Instructions to follow. Give back exactly the lines spanning from the one containing "impl TextureLayers for" to the final line of the records below, and no others.

^^^^

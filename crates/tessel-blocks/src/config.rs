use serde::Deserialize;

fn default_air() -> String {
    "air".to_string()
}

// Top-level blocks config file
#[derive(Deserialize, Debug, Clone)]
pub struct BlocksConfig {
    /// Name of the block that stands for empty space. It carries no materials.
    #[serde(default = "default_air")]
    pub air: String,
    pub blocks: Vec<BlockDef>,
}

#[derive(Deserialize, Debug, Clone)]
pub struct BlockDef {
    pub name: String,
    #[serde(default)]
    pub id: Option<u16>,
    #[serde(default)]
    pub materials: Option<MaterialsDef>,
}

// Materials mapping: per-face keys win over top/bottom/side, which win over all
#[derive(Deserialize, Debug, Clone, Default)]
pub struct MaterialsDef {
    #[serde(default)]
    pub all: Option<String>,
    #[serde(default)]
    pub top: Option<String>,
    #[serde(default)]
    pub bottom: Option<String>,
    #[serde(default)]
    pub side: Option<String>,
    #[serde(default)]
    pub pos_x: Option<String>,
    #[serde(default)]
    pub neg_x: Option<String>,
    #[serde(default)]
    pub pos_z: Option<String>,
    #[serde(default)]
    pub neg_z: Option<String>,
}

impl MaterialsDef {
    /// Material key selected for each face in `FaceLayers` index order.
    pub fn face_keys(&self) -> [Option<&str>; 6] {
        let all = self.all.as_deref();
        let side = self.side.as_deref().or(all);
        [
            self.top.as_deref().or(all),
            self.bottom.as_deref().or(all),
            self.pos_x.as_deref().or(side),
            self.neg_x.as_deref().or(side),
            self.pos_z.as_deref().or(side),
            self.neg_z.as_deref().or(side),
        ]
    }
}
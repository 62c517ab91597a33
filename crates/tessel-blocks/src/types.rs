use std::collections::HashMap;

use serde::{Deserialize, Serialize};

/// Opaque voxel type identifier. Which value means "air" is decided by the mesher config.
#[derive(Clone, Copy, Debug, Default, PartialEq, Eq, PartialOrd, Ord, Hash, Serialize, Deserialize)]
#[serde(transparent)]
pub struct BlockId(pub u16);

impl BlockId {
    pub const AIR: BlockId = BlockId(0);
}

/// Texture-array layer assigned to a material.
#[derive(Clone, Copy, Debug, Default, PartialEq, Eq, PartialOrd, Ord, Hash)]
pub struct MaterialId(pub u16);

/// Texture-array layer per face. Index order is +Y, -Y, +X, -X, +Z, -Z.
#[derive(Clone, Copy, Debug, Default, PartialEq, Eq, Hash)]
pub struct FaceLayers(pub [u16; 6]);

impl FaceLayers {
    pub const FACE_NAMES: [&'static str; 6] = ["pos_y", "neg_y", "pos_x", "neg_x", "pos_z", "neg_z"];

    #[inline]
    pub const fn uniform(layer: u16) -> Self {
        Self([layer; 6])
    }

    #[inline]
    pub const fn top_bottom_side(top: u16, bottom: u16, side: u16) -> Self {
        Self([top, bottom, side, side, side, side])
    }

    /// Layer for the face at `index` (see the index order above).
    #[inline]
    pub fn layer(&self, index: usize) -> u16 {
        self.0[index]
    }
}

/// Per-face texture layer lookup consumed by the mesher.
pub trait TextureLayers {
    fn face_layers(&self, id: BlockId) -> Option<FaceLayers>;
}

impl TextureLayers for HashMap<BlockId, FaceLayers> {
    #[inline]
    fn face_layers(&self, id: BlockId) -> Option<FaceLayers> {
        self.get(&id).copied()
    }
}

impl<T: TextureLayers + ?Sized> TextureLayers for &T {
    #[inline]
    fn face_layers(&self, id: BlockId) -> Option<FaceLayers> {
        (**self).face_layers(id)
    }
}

^^^^

Answer to the problem.
impl TextureLayers for HashMap<BlockId, FaceLayers> {
    #[inline]
    fn face_layers(&self, id: BlockId) -> Option<FaceLayers> {
        self.get(&id).copied()
    }
}

impl<T: TextureLayers + ?Sized> TextureLayers for &T {
    #[inline]
    fn face_layers(&self, id: BlockId) -> Option<FaceLayers> {
        (**self).face_layers(id)
    }
}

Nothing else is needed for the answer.